Q & A From Craft Shows: What Am I Looking At?

 Pinecone and Sparrow Booth Display from the 2017 Greater Gardiner River Festival.

Pinecone and Sparrow Booth Display from the 2017 Greater Gardiner River Festival.

I love the questions people ask at crafts shows and arts festivals (my next one is the Winthrop Sidewalk Art Festival August 19, 2017, in case the question was on the tip of your tongue). 

This week, I'm tackling the question: What Am I Looking at?

 Forest Path. Layered paper collage. Hand-stamped and altered papers with acrylics on 20" x 24" x .75" canvas. Original available  here .

Forest Path. Layered paper collage. Hand-stamped and altered papers with acrylics on 20" x 24" x .75" canvas. Original available here.

Occasionally, people come into my booth with a look of confusion on their faces. And, while I do not intentionally wish to baffle people, I think my work does need some explanation for some people. And, that's awesome, because I often learn new things in the process of explaining my work to people who've never seen it before.

When people ask "What am I looking at?," they are, most often, asking about two things: material and process.

The material I use most often is paper, though in some of my smaller works, I have used fabric. All of my large collage wall art is paper I stamped using my own hand-cut stamps. I intentionally play with making paper look like fabric. My love of textiles has rubbed off into my work as a paper collage/mixed media artist, and when I tell people I started off as a quilter, I can see an immediate change in their understanding of the collages I have hung around the booth.

The next question is often..."How?"

I put together a short demonstration to illustrate the paper layering technique I use.

Every collage, whether it is a 2" x 3" refrigerator magnet (which I've got listed on Etsy at the moment) or my larger collage wall art (which are available here or by clicking the drop down menu at the top of this page), starts with the same steps.
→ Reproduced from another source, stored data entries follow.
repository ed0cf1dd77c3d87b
//! HTTP handlers for resource CRUD.

pub mod resource;
pub use resource::*;
//! Resource CRUD handlers: index, show, create, update, destroy.
//! Every write returns the single affected item.

use crate::collection::Document;
use crate::error::AppError;
use crate::state::ResourceState;
use axum::{
    extract::{Path, State},
    http::StatusCode,
    response::IntoResponse,
    Json,
};
use serde_json::Value;

fn parse_id(id_str: &str) -> Result<String, AppError> {
    let u = uuid::Uuid::parse_str(id_str).map_err(|_| AppError::BadRequest(format!("invalid id: {}", id_str)))?;
    Ok(u.to_string())
}

fn body_to_document(value: Value) -> Result<Document, AppError> {
    match value {
        Value::Object(m) => Ok(m),
        _ => Err(AppError::BadRequest("body must be a JSON object".into())),
    }
}

pub async fn index(State(state): State<ResourceState>) -> Result<impl IntoResponse, AppError> {
    let items = state.collection.find_all().await?;
    Ok((StatusCode::OK, Json(items)))
}

pub async fn show(
    State(state): State<ResourceState>,
    Path(id_str): Path<String>,
) -> Result<impl IntoResponse, AppError> {
    let id = parse_id(&id_str)?;
    let item = state
        .collection
        .find_one(&id)
        .await?
        .ok_or_else(|| AppError::NotFound(format!("item {}", id_str)))?;
    Ok((StatusCode::OK, Json(item)))
}

pub async fn create(
    State(state): State<ResourceState>,
    Json(body): Json<Value>,
) -> Result<impl IntoResponse, AppError> {
    let doc = body_to_document(body)?;
    let item = state.collection.insert(doc).await?;
    tracing::debug!(backend = state.collection.backend(), "item created");
    Ok((StatusCode::OK, Json(item)))
}

pub async fn update(
    State(state): State<ResourceState>,
    Path(id_str): Path<String>,
    Json(body): Json<Value>,
) -> Result<impl IntoResponse, AppError> {
    let id = parse_id(&id_str)?;
    let doc = body_to_document(body)?;
    let item = state
        .collection
        .replace(&id, doc)
        .await?
        .ok_or_else(|| AppError::NotFound(format!("item {}", id_str)))?;
    Ok((StatusCode::OK, Json(item)))
}

pub async fn destroy(
    State(state): State<ResourceState>,
    Path(id_str): Path<String>,
) -> Result<impl IntoResponse, AppError> {
    let id = parse_id(&id_str)?;
    let item = state
        .collection
        .remove(&id)
        .await?
        .ok_or_else(|| AppError::NotFound(format!("item {}", id_str)))?;
    Ok((StatusCode::OK, Json(item)))
}

#[cfg(test)]
mod tests {
    use super::*;
    use serde_json::json;

    #[test]
    fn ids_must_be_uuids() {
        assert!(matches!(parse_id("0"), Err(AppError::BadRequest(_))));
        let id = "6F9619FF-8B86-D011-B42D-00C04FC964FF";
        assert_eq!(parse_id(id).unwrap(), id.to_lowercase());
    }

    #[test]
    fn bodies_must_be_objects() {
        assert!(body_to_document(json!({ "name": "Chai" })).is_ok());
        assert!(body_to_document(json!([1, 2])).is_err());
        assert!(body_to_document(Value::Null).is_err());
    }
}
//! HTTP client for one resource-hub resource. Mirrors the five CRUD routes.

use reqwest::{Client, Response, StatusCode};
use serde::de::DeserializeOwned;
use serde::Serialize;
use serde_json::Value;
use thiserror::Error;

#[derive(Error, Debug)]
pub enum ClientError {
    #[error("http: {0}")]
    Http(#[from] reqwest::Error),
    #[error("server returned {status}: {body}")]
    Status { status: StatusCode, body: String },
}

impl ClientError {
    pub fn status(&self) -> Option<StatusCode> {
        match self {
            ClientError::Http(e) => e.status(),
            ClientError::Status { status, .. } => Some(*status),
        }
    }

    pub fn is_not_found(&self) -> bool {
        self.status() == Some(StatusCode::NOT_FOUND)
    }
}

#[derive(Clone, Debug)]
pub struct ResourceClient {
    http: Client,
    url: String,
}

impl ResourceClient {
    /// `base` is the API root (e.g. `http://127.0.0.1:5000/api`), `resource` the mounted name.
    pub fn new(base: &str, resource: &str) -> Self {
        Self::with_client(Client::new(), base, resource)
    }

    pub fn with_client(http: Client, base: &str, resource: &str) -> Self {
        ResourceClient {
            http,
            url: format!("{}/{}", base.trim_end_matches('/'), resource),
        }
    }

    pub fn url(&self) -> &str {
        &self.url
    }

    fn item_url(&self, id: &str) -> String {
        format!("{}/{}", self.url, id)
    }

    pub async fn index<T: DeserializeOwned>(&self) -> Result<Vec<T>, ClientError> {
        let res = self.http.get(&self.url).send().await?;
        decode(res).await
    }

    pub async fn show<T: DeserializeOwned>(&self, id: &str) -> Result<T, ClientError> {
        let res = self.http.get(self.item_url(id)).send().await?;
        decode(res).await
    }

    pub async fn create<B: Serialize + ?Sized, T: DeserializeOwned>(&self, body: &B) -> Result<T, ClientError> {
        let res = self.http.post(&self.url).json(body).send().await?;
        decode(res).await
    }

    pub async fn update<B: Serialize + ?Sized, T: DeserializeOwned>(
        &self,
        id: &str,
        body: &B,
    ) -> Result<T, ClientError> {
        let res = self.http.put(self.item_url(id)).json(body).send().await?;
        decode(res).await
    }

    pub async fn destroy<T: DeserializeOwned>(&self, id: &str) -> Result<T, ClientError> {
        let res = self.http.delete(self.item_url(id)).send().await?;
        decode(res).await
    }

    /// Untyped convenience: every item as raw JSON.
    pub async fn index_json(&self) -> Result<Vec<Value>, ClientError> {
        self.index().await
    }
}

async fn decode<T: DeserializeOwned>(res: Response) -> Result<T, ClientError> {
    let status = res.status();
    if !status.is_success() {
        let body = res.text().await.unwrap_or_default();
        tracing::debug!(status = %status, body = %body, "request failed");
        return Err(ClientError::Status { status, body });
    }
    Ok(res.json().await?)
}
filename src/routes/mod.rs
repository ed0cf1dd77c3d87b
pub mod common;
pub mod resource;

pub use common::common_routes;
pub use resource::{resource_routes, unavailable_routes};
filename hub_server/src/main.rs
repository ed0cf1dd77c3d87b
//! Server binary: loads config (`HUB_CONFIG`, else `config/hub.json` in the working
//! directory, else the built-in in-memory sample), then mounts one CRUD router per
//! resource under `/api`.
//!
//! Run from repo root: `cargo run -p hub-server`
//! `config/hub.json` mounts the Postgres-backed `games` resource; without a database,
//! run with `HUB_STARTUP=degraded` so `games` answers 503 instead of aborting startup.

#[tokio::main]
async fn main() -> Result<(), Box<dyn std::error::Error>> {
    dotenvy::dotenv().ok();
    tracing_subscriber::fmt()
        .with_env_filter(
            tracing_subscriber::EnvFilter::try_from_default_env()
                .unwrap_or_else(|_| tracing_subscriber::EnvFilter::new("resource_hub=info,tower_http=info")),
        )
        .init();

    let config = resource_hub::load().await?;
    tracing::info!(
        resources = config.resources.len(),
        startup = ?config.server.startup,
        "starting resource hub"
    );
    resource_hub::run(config).await?;
    Ok(())
}
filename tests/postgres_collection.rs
//! Runs against a live PostgreSQL. `DATABASE_URL=postgres://... cargo test -- --ignored`

use resource_hub::config::StoreConfig;
use resource_hub::{store, Collection, Document, PgCollection, ID_FIELD};
use serde_json::{json, Value};

fn doc(v: Value) -> Document {
    v.as_object().cloned().unwrap()
}

async fn fresh_collection(resource: &str) -> PgCollection {
    let config = StoreConfig {
        database_url: std::env::var("DATABASE_URL").expect("DATABASE_URL must be set"),
        schema: "hub_test".into(),
        ..StoreConfig::default()
    };
    let pool = store::connect(&config).await.expect("connect");
    sqlx::query(&format!("DROP TABLE IF EXISTS hub_test.{}", resource))
        .execute(&pool)
        .await
        .expect("drop");
    PgCollection::open(pool, &config.schema, resource).await.expect("open")
}

#[tokio::test]
#[ignore]
async fn crud_against_postgres() {
    let games = fresh_collection("games_crud").await;

    let created = games
        .insert(doc(json!({ "name": "Catan", "genre": "strategy" })))
        .await
        .unwrap();
    let id = created[ID_FIELD].as_str().unwrap().to_string();
    let second = games.insert(doc(json!({ "name": "Azul" }))).await.unwrap();

    assert_eq!(games.find_all().await.unwrap(), vec![created.clone(), second.clone()]);
    assert_eq!(games.find_one(&id).await.unwrap(), Some(created));

    let updated = games
        .replace(&id, doc(json!({ "name": "Catan", "genre": "family" })))
        .await
        .unwrap()
        .unwrap();
    assert_eq!(updated["genre"], "family");
    assert_eq!(updated[ID_FIELD], id.as_str());

    assert_eq!(games.remove(&id).await.unwrap(), Some(updated));
    assert_eq!(games.find_one(&id).await.unwrap(), None);
    assert_eq!(games.find_all().await.unwrap(), vec![second]);
    games.ping().await.unwrap();
}

#[tokio::test]
#[ignore]
async fn seeds_only_empty_tables() {
    let games = fresh_collection("games_seed").await;
    let seed = vec![doc(json!({ "name": "Chess" })), doc(json!({ "name": "Go" }))];

    assert_eq!(games.seed_if_empty(seed.clone()).await.unwrap(), 2);
    assert_eq!(games.seed_if_empty(seed).await.unwrap(), 0);
    assert_eq!(games.find_all().await.unwrap().len(), 2);
}
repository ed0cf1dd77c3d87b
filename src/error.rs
//! Typed errors and HTTP mapping.

use axum::{
    http::StatusCode,
    response::{IntoResponse, Response},
    Json,
};
use serde::Serialize;
use thiserror::Error;

#[derive(Error, Debug)]
pub enum ConfigError {
    #[error("invalid resource name '{0}' (expected lowercase letters, digits and '_', starting with a letter)")]
    InvalidName(String),
    #[error("duplicate path segment: {0}")]
    DuplicatePathSegment(String),
    #[error("config load: {0}")]
    Load(String),
    #[error("validation: {0}")]
    Validation(String),
}

#[derive(Error, Debug)]
pub enum AppError {
    #[error(transparent)]
    Config(#[from] ConfigError),
    #[error("not found: {0}")]
    NotFound(String),
    #[error("bad request: {0}")]
    BadRequest(String),
    #[error("database: {0}")]
    Db(#[from] sqlx::Error),
    #[error("unavailable: {0}")]
    Unavailable(String),
    #[error("internal: {0}")]
    Internal(String),
}

impl AppError {
    pub fn status_and_code(&self) -> (StatusCode, &'static str) {
        match self {
            AppError::Config(_) => (StatusCode::INTERNAL_SERVER_ERROR, "config_error"),
            AppError::NotFound(_) => (StatusCode::NOT_FOUND, "not_found"),
            AppError::BadRequest(_) => (StatusCode::BAD_REQUEST, "bad_request"),
            AppError::Db(e) => {
                if let sqlx::Error::RowNotFound = e {
                    (StatusCode::NOT_FOUND, "not_found")
                } else {
                    (StatusCode::INTERNAL_SERVER_ERROR, "database_error")
                }
            }
            AppError::Unavailable(_) => (StatusCode::SERVICE_UNAVAILABLE, "unavailable"),
            AppError::Internal(_) => (StatusCode::INTERNAL_SERVER_ERROR, "internal_error"),
        }
    }
}

#[derive(Serialize)]
pub struct ErrorBody {
    pub error: ErrorDetail,
}

#[derive(Serialize)]
pub struct ErrorDetail {
    pub code: String,
    pub message: String,
}

impl IntoResponse for AppError {
    fn into_response(self) -> Response {
        let (status, code) = self.status_and_code();
        if status.is_server_error() {
            tracing::error!(error = %self, "request failed");
        }
        let body = ErrorBody {
            error: ErrorDetail {
                code: code.to_string(),
                message: self.to_string(),
            },
        };
        (status, Json(body)).into_response()
    }
}
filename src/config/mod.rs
pub mod types;
pub mod loader;
pub mod validator;

pub use types::*;
pub use loader::*;
pub use validator::*;
use std::fmt;

use chrono::{DateTime, Utc};
use serde::{Deserialize, Serialize};

/// Guild id of the synthetic direct-messages pseudo-guild.
pub const DM_GUILD_ID: &str = "@me";

/// Platform entity identifier. Snowflakes arrive as strings on the wire and
/// are never interpreted numerically by the client.
#[derive(Debug, Clone, PartialEq, Eq, Hash, PartialOrd, Ord, Serialize, Deserialize)]
#[serde(transparent)]
pub struct Snowflake(pub String);

impl Snowflake {
    pub fn new(id: impl Into<String>) -> Self {
        Self(id.into())
    }

    pub fn as_str(&self) -> &str {
        &self.0
    }

    pub fn is_dm(&self) -> bool {
        self.0 == DM_GUILD_ID
    }
}

impl fmt::Display for Snowflake {
    fn fmt(&self, f: &mut fmt::Formatter<'_>) -> fmt::Result {
        f.write_str(&self.0)
    }
}

impl From<&str> for Snowflake {
    fn from(id: &str) -> Self {
        Self(id.to_string())
    }
}

#[derive(Debug, Clone, PartialEq, Serialize, Deserialize)]
pub struct Guild {
    pub id: Snowflake,
    pub name: String,
    #[serde(default, skip_serializing_if = "Option::is_none")]
    pub icon: Option<String>,
    pub joined_at: DateTime<Utc>,
    #[serde(default)]
    pub features: Vec<String>,
}

/// Gateway-provided sidebar folder. A folder with no id is a transparent
/// single-guild passthrough, not a real container.
#[derive(Debug, Clone, PartialEq, Serialize, Deserialize)]
pub struct GuildFolder {
    #[serde(default, skip_serializing_if = "Option::is_none")]
    pub id: Option<Snowflake>,
    #[serde(default, skip_serializing_if = "Option::is_none")]
    pub name: Option<String>,
    #[serde(default, skip_serializing_if = "Option::is_none")]
    pub color: Option<u32>,
    pub guild_ids: Vec<Snowflake>,
}

#[derive(Debug, Clone, PartialEq, Serialize, Deserialize)]
pub struct DmChannel {
    pub id: Snowflake,
    #[serde(default)]
    pub recipients: Vec<String>,
    #[serde(default, skip_serializing_if = "Option::is_none")]
    pub last_message_id: Option<Snowflake>,
}

#[derive(Debug, Clone, PartialEq, Serialize, Deserialize)]
pub struct UserSummary {
    pub id: Snowflake,
    pub username: String,
    #[serde(default, skip_serializing_if = "Option::is_none")]
    pub avatar: Option<String>,
}
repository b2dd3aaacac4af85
pub mod commands;
pub mod runtime;
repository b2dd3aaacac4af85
pub mod events;
pub mod orchestration;
pub mod server_list;
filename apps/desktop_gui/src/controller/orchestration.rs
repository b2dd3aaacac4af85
//! Command orchestration helpers from UI actions to backend command queue.

use crossbeam_channel::{Sender, TrySendError};

use crate::backend_bridge::commands::BackendCommand;

pub fn dispatch_backend_command(
    cmd_tx: &Sender<BackendCommand>,
    cmd: BackendCommand,
    status: &mut String,
) {
    let cmd_name = match &cmd {
        BackendCommand::Connect { .. } => "connect",
        BackendCommand::SendVoiceState { .. } => "send_voice_state",
        BackendCommand::LoadStoredSession => "load_stored_session",
        BackendCommand::PersistSelectedGuild { .. } => "persist_selected_guild",
        BackendCommand::MarkOnboardingSeen { .. } => "mark_onboarding_seen",
        BackendCommand::FetchReleaseNotes { .. } => "fetch_release_notes",
    };

    match cmd_tx.try_send(cmd) {
        Ok(()) => tracing::debug!(command = cmd_name, "queued ui->backend command"),
        Err(TrySendError::Full(_)) => {
            *status = "UI command queue is full; please retry".to_string();
        }
        Err(TrySendError::Disconnected(_)) => {
            *status =
                "Backend command processor disconnected (possible startup/runtime failure); restart the app"
                    .to_string();
        }
    }
}
//! MedTriage client core.
//!
//! The shared, view-independent half of the MedTriage frontend: credential
//! persistence, session lifecycle, the paginated/filterable record view over
//! the remote triage API, analytics derived from fetched batches, and CSV
//! export. UI shells (desktop, TUI, web) compose these pieces; everything
//! here is presentation-free.

pub mod analytics;
pub mod api;
pub mod config;
pub mod dashboard;
pub mod error;
pub mod events;
pub mod export;
pub mod logging;
pub mod session;
pub mod store;

pub use analytics::{AnalyticsSnapshot, AuditLog, AuditLogEntry, AuditStats};
pub use api::{ApiClient, SessionFetcher};
pub use config::Config;
pub use dashboard::{Dashboard, PageState};
pub use error::{ApiError, Result};
pub use events::{AuthEvent, AuthEvents};
pub use export::{encode, encode_default, ExportColumn, EXPORT_COLUMNS, EXPORT_FILE_NAME};
pub use session::{Route, SessionIdentity, SessionManager, SessionState};
pub use store::{
    AdminCredential, CredentialKind, CredentialStore, FileCredentialStore, MemoryCredentialStore,
};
Prepare a canvas, layer the background with paper, then add details over the base layer until the collage is finished. It can take minutes, hours, or days, depending on the size of the canvas and the complexity of the design.

I hope this answers your question, but if it does not, please let me know.

You can purchase my original collage art here. Prints, greeting cards, t-shirts, tote bags, mugs and more are available here.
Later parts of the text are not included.